Ebenso wenig wie der Hessische VGH in der Vorinstanz stellt das BVerwG in seiner aktuellen Entscheidung eigene Ermittlungen an zu der Frage, ob aktuell Unterkünfte und Unterstützungsmöglichkeiten für anerkannte Schutzberechtigte in Griechenland in ausreichender Zahl und mit der notwendigen Verlässlichkeit zur Verfügung stehen. Das BVerwG konstatiert zwar zutreffend, dass Asylsuchende ihre Unterkünfte spätestens 30 Tage nach der Zuerkennung internationalen Schutzes verlassen müssen und dass der griechische Staat für diese Gruppe keine Unterkünfte vorhält [...]. Darüber hinaus führt das Gericht richtigerweise aus, dass Unterkünfte auf dem freien Wohnungsmarkt für anerkannte Schutzberechtigte zumindest für einen längeren Zeitraum nach ihrer Rückkehr nach Griechenland kaum erreichbar sind [...]. Sodann kommt es jedoch zu dem fehlerhaften Schluss, dass anerkannten Schutzberechtigten in Griechenland nicht mit beachtlicher Wahrscheinlichkeit ein Leben in Obdachlosigkeit drohe, weil landesweit Obdachlosenunterkünfte "mit einer Kapazität von bis zu über 1000 Betten" betrieben werden [...].

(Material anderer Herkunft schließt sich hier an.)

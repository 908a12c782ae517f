//! Error types for fmprep-cache.

use std::path::PathBuf;

/// Error type for all fallible operations in the fmprep-cache crate.
#[derive(Debug, thiserror::Error)]
pub enum CacheError {
    /// Returned when a version or collection name cannot be used as a path
    /// component.
    #[error("invalid {what} '{name}': {reason}")]
    InvalidName {
        /// Which name is invalid (`version` or `collection`).
        what: &'static str,
        /// The rejected name.
        name: String,
        /// Why it was rejected.
        reason: &'static str,
    },

    /// Returned when a file-system operation fails.
    #[error("{op} {}: {reason}", path.display())]
    FileSystem {
        /// Operation attempted.
        op: &'static str,
        /// Path involved.
        path: PathBuf,
        /// Description of the underlying failure.
        reason: String,
    },

    /// Returned when a cache entry is requested that does not exist.
    #[error("no cache entry at {}", path.display())]
    Missing {
        /// Expected path.
        path: PathBuf,
    },

    /// Labeled-array error.
    #[error(transparent)]
    Array(#[from] fmprep_array::ArrayError),

    /// NetCDF codec error.
    #[error(transparent)]
    Io(#[from] fmprep_io::IoError),

    /// Statistics pooling error.
    #[error(transparent)]
    Stats(#[from] fmprep_stats::StatsError),
}

impl CacheError {
    pub(crate) fn fs(op: &'static str, path: impl Into<PathBuf>, err: impl std::fmt::Display) -> Self {
        CacheError::FileSystem {
            op,
            path: path.into(),
            reason: err.to_string(),
        }
    }
}

#[cfg(test)]
mod tests {
    use super::*;

    #[test]
    fn display_invalid_name() {
        let e = CacheError::InvalidName {
            what: "collection",
            name: "stats".to_string(),
            reason: "reserved for statistics files",
        };
        assert_eq!(
            e.to_string(),
            "invalid collection 'stats': reserved for statistics files"
        );
    }

    #[test]
    fn display_file_system() {
        let e = CacheError::fs("create directory", "/cache/v1", "permission denied");
        assert_eq!(e.to_string(), "create directory /cache/v1: permission denied");
    }

    #[test]
    fn display_missing() {
        let e = CacheError::Missing {
            path: PathBuf::from("/cache/v1/2000-01.nc"),
        };
        assert_eq!(e.to_string(), "no cache entry at /cache/v1/2000-01.nc");
    }

    #[test]
    fn error_is_send_sync_and_std_error() {
        fn assert_bounds<T: Send + Sync + std::error::Error>() {}
        assert_bounds::<CacheError>();
    }
}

Diese Schlussfolgerung ist schon deswegen nicht haltbar, weil allein im Jahr 2023 laut dem griechischen Ministerium für Migration und Asyl 57.891 Personen in Griechenland einen Erstantrag auf Asyl gestellt haben. Damit hat sich die Zahl der Asylanträge seit dem Jahr 2022 mit noch 29.097 Erstanträgen nahezu verdoppelt [...]. Von den über 57.000 Erstantragstellern wurden im Jahr 2023 76,7 % als schutzberechtigt anerkannt, davon 24.345 als Flüchtlinge und 591 als subsidiär Schutzberechtigte [...]. Im Jahr 2024 stieg die Zahl der Asylerstanträge weiter an auf nunmehr um die 69.000, während in 39.271 Entscheidungen der Flüchtlingsstatus und in 296 Entscheidungen subsidiärer Schutz gewährt wurde [...]. Ausgehend von den 1.000 Betten, die das BVerwG als ausreichend erachtet, stünde also nur für etwa jede 39. im Jahr 2024 als schutzberechtigt anerkannte und ihrer Unterkunft verwiesene Person ein Platz in einer Notunterkunft zur Verfügung, also für 2,5 % der Bedürftigen - und diese Rechnung lässt die Obdachlosen mit griechischer Nationalität noch außer Betracht, wie auch die verbliebenen Schutz berechtigten aus den Vorjahren und die Zehntausenden Schutzberechtigten, die aktuell mit jedem neuen Jahr hinzutreten.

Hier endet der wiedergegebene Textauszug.